Data provided Start Marker

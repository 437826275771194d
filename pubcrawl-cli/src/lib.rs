//! Command-line interface for the pub crawl planner.
#![forbid(unsafe_code)]

use clap::{Parser, Subcommand};
use log::debug;
use pubcrawl_core::{DirectionsProvider, DistanceOracle};
use pubcrawl_data::routing::{OsrmClient, OsrmClientConfig};
use std::time::Duration;

mod error;
mod plan;
mod precompute;
mod report;

pub use error::CliError;
use plan::{PlanArgs, run_plan};
use precompute::{PrecomputeArgs, run_precompute};

const ARG_PUBS: &str = "pubs";
const ARG_MATRIX: &str = "matrix";
const ARG_OUTPUT: &str = "output";
const ARG_ARTEFACTS_DIR: &str = "artefacts-dir";
const ARG_OSRM_BASE_URL: &str = "osrm-base-url";
const ARG_OSRM_PROFILE: &str = "osrm-profile";
const ARG_OSRM_TIMEOUT_SECS: &str = "osrm-timeout-secs";
const ARG_PLAN_REQUEST: &str = "request";
const ARG_DIRECTIONS: &str = "directions";
const ARG_SAMPLE_COUNT: &str = "sample-count";
const ARG_MAX_SOLVE_MS: &str = "max-solve-ms";
const ENV_PLAN_REQUEST: &str = "PUBCRAWL_CMDS_PLAN_REQUEST_PATH";

/// File name of the venue list inside the artefacts directory.
const PUBS_FILE: &str = "pubs.json";
/// File name of the distance matrix inside the artefacts directory.
const MATRIX_FILE: &str = "distances.bin";

/// Run the CLI with the current process arguments and environment.
///
/// # Errors
///
/// Returns [`CliError`] when argument parsing, configuration or the selected
/// command fails.
pub fn run() -> Result<(), CliError> {
    let cli = Cli::try_parse().map_err(CliError::ArgumentParsing)?;
    init_logging(cli.log_level.as_deref());
    match cli.command {
        Command::Precompute(args) => run_precompute(args),
        Command::Plan(args) => run_plan(args),
    }
}

/// Install `env_logger` on stderr. `filter` uses `RUST_LOG` syntax and
/// overrides the environment; the default level is `warn`.
fn init_logging(filter: Option<&str>) {
    let mut builder =
        env_logger::Builder::from_env(env_logger::Env::default().default_filter_or("warn"));
    if let Some(filters) = filter {
        builder.parse_filters(filters);
    }
    builder.format_timestamp(None).format_target(false);
    if builder.try_init().is_err() {
        debug!("logger already installed");
    }
}

#[derive(Debug, Parser)]
#[command(
    name = "pubcrawl",
    about = "Plan walking pub crawls between two points",
    version
)]
struct Cli {
    /// Log filter, e.g. `info` or `pubcrawl_planner=debug`.
    #[arg(long, global = true, value_name = "filter")]
    log_level: Option<String>,
    #[command(subcommand)]
    command: Command,
}

#[derive(Debug, Subcommand)]
enum Command {
    /// Compute the pub-to-pub distance matrix for a venue list.
    Precompute(PrecomputeArgs),
    /// Plan a crawl from prepared artefacts.
    Plan(PlanArgs),
}

/// Routing backend used by both commands.
pub(crate) trait RoutingService: DistanceOracle + DirectionsProvider + Send + Sync {}

impl<T: DistanceOracle + DirectionsProvider + Send + Sync> RoutingService for T {}

/// Connection settings shared by both commands.
#[derive(Debug, Clone, PartialEq, Eq)]
pub(crate) struct RoutingConfig {
    pub(crate) base_url: String,
    pub(crate) profile: String,
    pub(crate) timeout_secs: u64,
}

impl RoutingConfig {
    fn from_overrides(
        base_url: Option<String>,
        profile: Option<String>,
        timeout_secs: Option<u64>,
    ) -> Self {
        let defaults = OsrmClientConfig::default();
        Self {
            base_url: base_url.unwrap_or(defaults.base_url),
            profile: profile.unwrap_or(defaults.profile),
            timeout_secs: timeout_secs.unwrap_or_else(|| defaults.timeout.as_secs()),
        }
    }
}

/// Builds the routing backend for a command invocation.
pub(crate) trait RoutingServiceBuilder {
    fn build(&self, config: &RoutingConfig) -> Result<Box<dyn RoutingService>, CliError>;
}

pub(crate) struct OsrmServiceBuilder;

impl RoutingServiceBuilder for OsrmServiceBuilder {
    fn build(&self, config: &RoutingConfig) -> Result<Box<dyn RoutingService>, CliError> {
        let client_config = OsrmClientConfig::new(config.base_url.clone())
            .with_profile(config.profile.clone())
            .with_timeout(Duration::from_secs(config.timeout_secs));
        let client =
            OsrmClient::with_config(client_config).map_err(|source| CliError::BuildRoutingService {
                base_url: config.base_url.clone(),
                source,
            })?;
        Ok(Box::new(client))
    }
}

/// Fail unless `path` names an existing regular file.
pub(crate) fn require_existing(
    path: &camino::Utf8Path,
    field: &'static str,
) -> Result<(), CliError> {
    match pubcrawl_data::fs::is_file(path) {
        Ok(true) => Ok(()),
        Ok(false) => Err(CliError::SourcePathNotFile {
            field,
            path: path.to_path_buf(),
        }),
        Err(source) if source.kind() == std::io::ErrorKind::NotFound => {
            Err(CliError::MissingSourceFile {
                field,
                path: path.to_path_buf(),
            })
        }
        Err(source) => Err(CliError::InspectSourcePath {
            field,
            path: path.to_path_buf(),
            source,
        }),
    }
}

#[cfg(test)]
mod tests;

Data provided End Marker

## Exercise details
Report how many lines in these entries contain "both". Answer with the number only.

## Response to this task
2